- [Your objective]:
Exactly as written, output each of the entries below.

——————

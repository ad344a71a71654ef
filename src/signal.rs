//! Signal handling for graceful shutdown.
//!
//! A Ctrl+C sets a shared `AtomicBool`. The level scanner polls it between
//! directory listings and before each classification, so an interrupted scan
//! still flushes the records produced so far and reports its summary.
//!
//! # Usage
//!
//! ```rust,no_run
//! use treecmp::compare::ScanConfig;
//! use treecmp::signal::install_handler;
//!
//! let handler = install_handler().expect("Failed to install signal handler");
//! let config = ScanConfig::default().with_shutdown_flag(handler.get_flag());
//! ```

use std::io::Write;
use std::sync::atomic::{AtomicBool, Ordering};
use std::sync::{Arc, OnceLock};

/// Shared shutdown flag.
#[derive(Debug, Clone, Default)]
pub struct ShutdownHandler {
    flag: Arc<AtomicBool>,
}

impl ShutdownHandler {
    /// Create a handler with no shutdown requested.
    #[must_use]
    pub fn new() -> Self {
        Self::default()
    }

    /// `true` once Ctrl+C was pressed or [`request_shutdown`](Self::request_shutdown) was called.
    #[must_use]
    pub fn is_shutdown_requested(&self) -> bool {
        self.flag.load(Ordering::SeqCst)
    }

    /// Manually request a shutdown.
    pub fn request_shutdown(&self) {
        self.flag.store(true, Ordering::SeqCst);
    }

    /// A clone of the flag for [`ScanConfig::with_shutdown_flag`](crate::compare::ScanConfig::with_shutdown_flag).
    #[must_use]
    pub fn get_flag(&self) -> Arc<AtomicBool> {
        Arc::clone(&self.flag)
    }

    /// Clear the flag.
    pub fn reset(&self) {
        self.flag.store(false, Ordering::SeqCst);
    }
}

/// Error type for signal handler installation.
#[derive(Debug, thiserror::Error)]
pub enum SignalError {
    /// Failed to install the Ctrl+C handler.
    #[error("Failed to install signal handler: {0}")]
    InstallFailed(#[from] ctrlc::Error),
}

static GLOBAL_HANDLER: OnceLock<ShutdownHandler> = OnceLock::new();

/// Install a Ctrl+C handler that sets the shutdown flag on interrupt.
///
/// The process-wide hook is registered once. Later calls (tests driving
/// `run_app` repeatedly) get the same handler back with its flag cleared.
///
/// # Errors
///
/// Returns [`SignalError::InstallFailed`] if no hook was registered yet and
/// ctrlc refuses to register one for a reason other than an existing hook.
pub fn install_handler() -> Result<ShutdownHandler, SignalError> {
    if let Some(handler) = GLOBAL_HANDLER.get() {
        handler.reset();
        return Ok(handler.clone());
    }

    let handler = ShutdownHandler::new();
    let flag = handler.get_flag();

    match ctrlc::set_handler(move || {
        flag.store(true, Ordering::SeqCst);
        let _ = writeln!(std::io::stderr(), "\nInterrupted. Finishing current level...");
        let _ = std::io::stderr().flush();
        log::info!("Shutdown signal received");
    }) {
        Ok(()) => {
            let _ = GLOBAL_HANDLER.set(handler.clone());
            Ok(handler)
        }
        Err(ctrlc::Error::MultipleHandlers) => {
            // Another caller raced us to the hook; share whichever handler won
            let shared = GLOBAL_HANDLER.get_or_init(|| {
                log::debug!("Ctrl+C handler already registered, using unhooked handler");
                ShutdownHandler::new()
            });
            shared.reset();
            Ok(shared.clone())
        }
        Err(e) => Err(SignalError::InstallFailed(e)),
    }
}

——————

- [Completed task]:
repository ad344a71a71654ef
filename src/signal.rs
//! Signal handling for graceful shutdown.
//!
//! A Ctrl+C sets a shared `AtomicBool`. The level scanner polls it between
//! directory listings and before each classification, so an interrupted scan
//! still flushes the records produced so far and reports its summary.
//!
//! # Usage
//!
//! ```rust,no_run
//! use treecmp::compare::ScanConfig;
//! use treecmp::signal::install_handler;
//!
//! let handler = install_handler().expect("Failed to install signal handler");
//! let config = ScanConfig::default().with_shutdown_flag(handler.get_flag());
//! ```

use std::io::Write;
use std::sync::atomic::{AtomicBool, Ordering};
use std::sync::{Arc, OnceLock};

/// Shared shutdown flag.
#[derive(Debug, Clone, Default)]
pub struct ShutdownHandler {
    flag: Arc<AtomicBool>,
}

impl ShutdownHandler {
    /// Create a handler with no shutdown requested.
    #[must_use]
    pub fn new() -> Self {
        Self::default()
    }

    /// `true` once Ctrl+C was pressed or [`request_shutdown`](Self::request_shutdown) was called.
    #[must_use]
    pub fn is_shutdown_requested(&self) -> bool {
        self.flag.load(Ordering::SeqCst)
    }

    /// Manually request a shutdown.
    pub fn request_shutdown(&self) {
        self.flag.store(true, Ordering::SeqCst);
    }

    /// A clone of the flag for [`ScanConfig::with_shutdown_flag`](crate::compare::ScanConfig::with_shutdown_flag).
    #[must_use]
    pub fn get_flag(&self) -> Arc<AtomicBool> {
        Arc::clone(&self.flag)
    }

    /// Clear the flag.
    pub fn reset(&self) {
        self.flag.store(false, Ordering::SeqCst);
    }
}

/// Error type for signal handler installation.
#[derive(Debug, thiserror::Error)]
pub enum SignalError {
    /// Failed to install the Ctrl+C handler.
    #[error("Failed to install signal handler: {0}")]
    InstallFailed(#[from] ctrlc::Error),
}

static GLOBAL_HANDLER: OnceLock<ShutdownHandler> = OnceLock::new();

/// Install a Ctrl+C handler that sets the shutdown flag on interrupt.
///
/// The process-wide hook is registered once. Later calls (tests driving
/// `run_app` repeatedly) get the same handler back with its flag cleared.
///
/// # Errors
///
/// Returns [`SignalError::InstallFailed`] if no hook was registered yet and
/// ctrlc refuses to register one for a reason other than an existing hook.
pub fn install_handler() -> Result<ShutdownHandler, SignalError> {
    if let Some(handler) = GLOBAL_HANDLER.get() {
        handler.reset();
        return Ok(handler.clone());
    }

    let handler = ShutdownHandler::new();
    let flag = handler.get_flag();

    match ctrlc::set_handler(move || {
        flag.store(true, Ordering::SeqCst);
        let _ = writeln!(std::io::stderr(), "\nInterrupted. Finishing current level...");
        let _ = std::io::stderr().flush();
        log::info!("Shutdown signal received");
    }) {
        Ok(()) => {
            let _ = GLOBAL_HANDLER.set(handler.clone());
            Ok(handler)
        }
        Err(ctrlc::Error::MultipleHandlers) => {
            // Another caller raced us to the hook; share whichever handler won
            let shared = GLOBAL_HANDLER.get_or_init(|| {
                log::debug!("Ctrl+C handler already registered, using unhooked handler");
                ShutdownHandler::new()
            });
            shared.reset();
            Ok(shared.clone())
        }
        Err(e) => Err(SignalError::InstallFailed(e)),
    }
}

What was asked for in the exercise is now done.